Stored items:
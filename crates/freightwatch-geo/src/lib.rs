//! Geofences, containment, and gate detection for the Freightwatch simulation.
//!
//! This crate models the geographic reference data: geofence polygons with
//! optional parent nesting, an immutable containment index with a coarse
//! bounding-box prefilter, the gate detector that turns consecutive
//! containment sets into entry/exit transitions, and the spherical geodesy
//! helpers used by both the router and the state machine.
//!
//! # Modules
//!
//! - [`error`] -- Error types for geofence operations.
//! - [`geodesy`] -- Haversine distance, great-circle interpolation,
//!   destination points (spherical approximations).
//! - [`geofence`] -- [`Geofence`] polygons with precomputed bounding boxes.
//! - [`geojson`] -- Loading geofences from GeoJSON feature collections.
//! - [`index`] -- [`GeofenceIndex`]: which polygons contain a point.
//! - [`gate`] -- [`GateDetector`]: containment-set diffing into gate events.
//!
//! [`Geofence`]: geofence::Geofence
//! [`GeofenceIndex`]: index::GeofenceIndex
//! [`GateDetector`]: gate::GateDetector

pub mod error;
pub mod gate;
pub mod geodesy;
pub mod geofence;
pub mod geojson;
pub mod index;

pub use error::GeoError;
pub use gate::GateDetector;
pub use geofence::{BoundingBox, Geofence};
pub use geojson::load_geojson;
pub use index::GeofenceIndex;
--
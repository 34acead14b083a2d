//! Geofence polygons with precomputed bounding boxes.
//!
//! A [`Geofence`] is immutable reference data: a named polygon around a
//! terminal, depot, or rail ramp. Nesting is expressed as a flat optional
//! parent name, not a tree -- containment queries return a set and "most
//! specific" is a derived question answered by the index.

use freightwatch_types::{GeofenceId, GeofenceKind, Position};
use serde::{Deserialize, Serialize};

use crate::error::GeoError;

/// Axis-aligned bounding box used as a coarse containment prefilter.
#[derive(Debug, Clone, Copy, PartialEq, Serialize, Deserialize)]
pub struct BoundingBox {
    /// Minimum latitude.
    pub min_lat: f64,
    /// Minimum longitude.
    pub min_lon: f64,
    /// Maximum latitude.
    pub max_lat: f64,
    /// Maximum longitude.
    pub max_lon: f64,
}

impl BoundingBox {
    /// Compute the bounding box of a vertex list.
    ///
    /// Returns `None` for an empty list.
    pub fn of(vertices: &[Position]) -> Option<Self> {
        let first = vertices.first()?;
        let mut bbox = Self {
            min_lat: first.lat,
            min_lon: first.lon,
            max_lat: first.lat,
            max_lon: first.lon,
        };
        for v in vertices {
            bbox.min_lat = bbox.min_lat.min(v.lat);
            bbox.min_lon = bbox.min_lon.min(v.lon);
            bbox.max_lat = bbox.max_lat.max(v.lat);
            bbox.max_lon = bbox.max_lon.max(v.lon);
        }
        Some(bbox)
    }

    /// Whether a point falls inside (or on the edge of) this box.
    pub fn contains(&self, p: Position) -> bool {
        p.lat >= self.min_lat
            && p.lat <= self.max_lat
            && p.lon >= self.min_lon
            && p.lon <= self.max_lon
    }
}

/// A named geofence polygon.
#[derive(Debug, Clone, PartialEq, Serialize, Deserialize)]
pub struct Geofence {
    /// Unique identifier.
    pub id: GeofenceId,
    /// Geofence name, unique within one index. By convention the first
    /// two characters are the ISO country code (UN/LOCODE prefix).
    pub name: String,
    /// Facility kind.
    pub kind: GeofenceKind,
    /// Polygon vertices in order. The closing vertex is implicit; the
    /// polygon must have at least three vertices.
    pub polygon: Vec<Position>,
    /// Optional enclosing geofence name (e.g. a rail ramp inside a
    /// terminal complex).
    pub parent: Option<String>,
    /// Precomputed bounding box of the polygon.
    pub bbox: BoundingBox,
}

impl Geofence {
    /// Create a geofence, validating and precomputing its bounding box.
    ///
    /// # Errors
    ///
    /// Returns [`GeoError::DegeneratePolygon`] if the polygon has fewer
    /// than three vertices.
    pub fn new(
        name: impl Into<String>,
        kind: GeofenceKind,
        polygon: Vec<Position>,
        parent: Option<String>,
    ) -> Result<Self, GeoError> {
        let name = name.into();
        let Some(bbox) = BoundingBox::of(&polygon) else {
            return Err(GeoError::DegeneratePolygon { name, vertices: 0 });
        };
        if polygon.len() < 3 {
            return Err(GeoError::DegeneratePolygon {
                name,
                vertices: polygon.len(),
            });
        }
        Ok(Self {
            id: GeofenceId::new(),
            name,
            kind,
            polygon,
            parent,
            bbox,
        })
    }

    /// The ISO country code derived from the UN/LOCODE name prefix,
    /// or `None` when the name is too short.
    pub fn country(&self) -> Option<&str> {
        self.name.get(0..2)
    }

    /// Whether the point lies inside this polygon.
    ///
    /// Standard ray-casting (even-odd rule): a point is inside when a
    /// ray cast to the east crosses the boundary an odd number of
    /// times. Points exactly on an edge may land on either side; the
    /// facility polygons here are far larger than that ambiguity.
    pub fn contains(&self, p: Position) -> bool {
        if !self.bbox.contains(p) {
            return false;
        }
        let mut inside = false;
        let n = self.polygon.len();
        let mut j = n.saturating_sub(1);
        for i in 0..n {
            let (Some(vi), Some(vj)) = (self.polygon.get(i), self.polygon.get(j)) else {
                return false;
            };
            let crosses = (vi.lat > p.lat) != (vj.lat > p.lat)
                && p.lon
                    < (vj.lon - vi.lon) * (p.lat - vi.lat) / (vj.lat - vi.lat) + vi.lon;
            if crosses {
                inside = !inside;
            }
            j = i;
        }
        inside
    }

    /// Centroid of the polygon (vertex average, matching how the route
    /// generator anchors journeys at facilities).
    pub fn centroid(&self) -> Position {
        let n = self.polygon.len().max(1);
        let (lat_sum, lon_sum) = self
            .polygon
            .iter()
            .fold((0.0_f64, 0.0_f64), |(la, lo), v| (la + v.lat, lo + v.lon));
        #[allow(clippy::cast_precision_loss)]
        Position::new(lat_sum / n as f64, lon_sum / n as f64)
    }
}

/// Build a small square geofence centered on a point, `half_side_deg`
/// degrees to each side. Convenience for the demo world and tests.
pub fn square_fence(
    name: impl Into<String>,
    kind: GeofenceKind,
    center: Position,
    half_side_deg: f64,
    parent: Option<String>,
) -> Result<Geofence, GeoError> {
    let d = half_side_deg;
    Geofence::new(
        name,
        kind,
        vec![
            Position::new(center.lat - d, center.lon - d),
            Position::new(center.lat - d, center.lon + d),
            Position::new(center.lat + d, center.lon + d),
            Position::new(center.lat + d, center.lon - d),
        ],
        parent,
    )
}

◆ **Try it**
Beginning at the line above that contains "how the route", return each line exactly through the line that contains "world and tests.", and no others.

◆ **Response to this task**
    /// Centroid of the polygon (vertex average, matching how the route
    /// generator anchors journeys at facilities).
    pub fn centroid(&self) -> Position {
        let n = self.polygon.len().max(1);
        let (lat_sum, lon_sum) = self
            .polygon
            .iter()
            .fold((0.0_f64, 0.0_f64), |(la, lo), v| (la + v.lat, lo + v.lon));
        #[allow(clippy::cast_precision_loss)]
        Position::new(lat_sum / n as f64, lon_sum / n as f64)
    }
}

/// Build a small square geofence centered on a point, `half_side_deg`
/// degrees to each side. Convenience for the demo world and tests.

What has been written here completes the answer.